冥土၈みやιϯ" 四
土屋とともに乗った車で社員用駐車場を出て、もよりの県道に出る。
雨が降ってきた。
暗い道とフロントガラスに大粒の水滴が打ちつける。
土屋がハンドルわきをカチッと操作してワイパーを動かした。
「ていうか今回はおまえじゃねえの? おまえが何かあぶないって予感が」
涼一は水の弾かれるフロントガラスを見つめた。
「つって鏡谷くん、虫の知らせもあんまりない人じゃん」
それはそうなんだが。
こんな人間をお使いに選ぶ神仏の気が知れんと思うが。
「ていうかそれしつこく言うの、何か心当たりでもあんの? 鏡谷くん」
土屋がハンドルを握りながらそう返す。
「また後だし案件とか」
「う」
涼一はワイパーでキュッキュッと拭かれるフロントガラスを見た。
「……あんのか」
土屋があきれたような声音で言う。
「なに隠してんの、お兄さんに言いなさい鏡谷くん」
「いや学年おなじだろ」
涼一は顔をしかめた。
「隠してたとかじゃなくて、まるっきり信じてなかっただけなんだけど」
そう切り出す。
「M県の葬式行ってさ、喪主の人に言われたんだよ。何かM県の慣習で葬式から一人で帰ると死神についてこられるから、ともかくだれかにくっついて二人以上で帰れって」
土屋が無言でハンドルを握る。
車のタイヤが雨水をはじく音がしばらく続いた。
レジャー施設と社員用駐車場で二回、ふいの水滴に口をぬぐっていた土屋のしぐさが気になった。
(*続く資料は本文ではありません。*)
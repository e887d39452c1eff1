//! PostcardMania API configuration, read from the environment.

/// Fixed return address stamped on every order.
#[derive(Debug, Clone)]
pub struct ReturnAddressConfig {
    pub company: String,
    pub first_name: String,
    pub last_name: String,
    pub address: String,
    pub address2: String,
    pub city: String,
    pub state: String,
    pub zip: String,
}

impl ReturnAddressConfig {
    fn from_env() -> Self {
        Self {
            company: env_or("PCM_RETURN_COMPANY", "Positive Postcards"),
            first_name: env_or("PCM_RETURN_FIRST_NAME", ""),
            last_name: env_or("PCM_RETURN_LAST_NAME", ""),
            address: env_or("PCM_RETURN_ADDRESS", "123 Main St"),
            address2: env_or("PCM_RETURN_ADDRESS2", ""),
            city: env_or("PCM_RETURN_CITY", "Clearwater"),
            state: env_or("PCM_RETURN_STATE", "FL"),
            zip: env_or("PCM_RETURN_ZIP", "33765"),
        }
    }
}

#[derive(Debug, Clone)]
pub struct PcmConfig {
    pub base_url: String,
    pub api_key: Option<String>,
    pub api_secret: Option<String>,
    /// Optional sub-account reference passed at login.
    pub child_ref_nbr: Option<String>,
    pub return_address: ReturnAddressConfig,
}

impl PcmConfig {
    pub fn from_env() -> Self {
        let config = Self {
            base_url: env_or("PCM_BASE_URL", "https://v3.pcmintegrations.com"),
            api_key: std::env::var("PCM_API_KEY").ok().filter(|v| !v.is_empty()),
            api_secret: std::env::var("PCM_API_SECRET").ok().filter(|v| !v.is_empty()),
            child_ref_nbr: std::env::var("PCM_CHILD_REF_NBR").ok().filter(|v| !v.is_empty()),
            return_address: ReturnAddressConfig::from_env(),
        };

        if config.is_configured() {
            tracing::info!("PostcardMania service configured");
        } else {
            tracing::warn!(
                "PCM_API_KEY / PCM_API_SECRET not set; postcard fulfillment runs in demo mode"
            );
        }

        config
    }

    /// Without credentials, every operation short-circuits into a demo
    /// response so the surrounding system stays usable.
    pub fn is_configured(&self) -> bool {
        self.api_key.is_some() && self.api_secret.is_some()
    }
}

fn env_or(key: &str, default: &str) -> String {
    std::env::var(key).unwrap_or_else(|_| default.to_string())
}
葬式。通夜かなにかで、それを連想するようなものを見た気がする。
「……死神」
土屋が復唱する。
「んで何人で帰ってきたの」
「一人」
涼一は答えた。
土屋がしばらくのあいだまた無言でハンドルを握る。
「え? ていうかさ、鏡谷くん怪異ホイホイって自覚ある?」
「ホイホイしてねえだろ。行員さんがよこしてるだけだろ」
涼一は反論した。
「行員さんがよこしてるのか、鏡谷くんがもともと怪異ホイホイの素質があったからお不動さんが目をつけたのか、たまごが先かニワトリが先かみたいな?」
「何の話ししてんだよ」
涼一はフロントガラスのさきの暗い道路を見ながら顔をしかめた。
「ともかく心配だ。今回は俺んとこ泊まれ」
土屋がふたたび無言で車を走らせる。ウインカーを出すと、右折してべつの県道に入った。
「……やっべえ。意味まちがえたら、やっべえセリフ」
しばらくして軽口をたたく。
「茶化してる場合か。俺がつれて来ちまったんだろうから責任とるわ」
「何で鏡谷くんについてきたのが俺んとこ来たんだろ」
赤信号で止まる。
真っ暗く車の通りもすくない道路に、赤信号がひときわ目にどぎつく映る。
「理屈は知らんけど、行員さんは何か知ってたってことか?」
涼一は顎に手をあてた。
「なるほど」
土屋が相づちを打った。
「おっまえ、何かのんきだよな。おまえが危ないって分かってる?」
「おおむね分かったけど、気をつければいいんじゃないかなくらいの感覚」
「気をつけたくらいでどうにかなるもんなのか? 死神って」
涼一は顔をしかめた。
「自分が危ないとなると、何かいまいち必死になれないもんだな」
信号が青になる。
土屋がアクセルを踏んだ。
「ふつう逆じゃね? 自分だと必死になんね?」
「あとからじわじわ来るのかな」
土屋がつぶやく。
もしかして、これこいつの悪いクセなんじゃないだろうか。
人の災難には手を貸しに来るのに、自分の災難には鈍感っていう。
「ともかく今回は俺のいうこと聞いとけ。俺が守ってやる」
涼一はそう告げた。
虫の知らせすらほとんどないカンの悪いタチなのに、今回の胸騒ぎは半端ない。
こういうことになるのを、行員あらため水着童子は警告しにきたのか。
喪主の言うことを聞いておけばよかったと後悔する。
土屋がしばらく無言でハンドルを握る。
ややしてから、ブッと吹き出して笑いはじめた。
「鏡谷くんのセリフすげえー! なにそれ好きになるー!」
「茶化すな、アホか!」
車は、暗い道をアパートの多い通りに入った。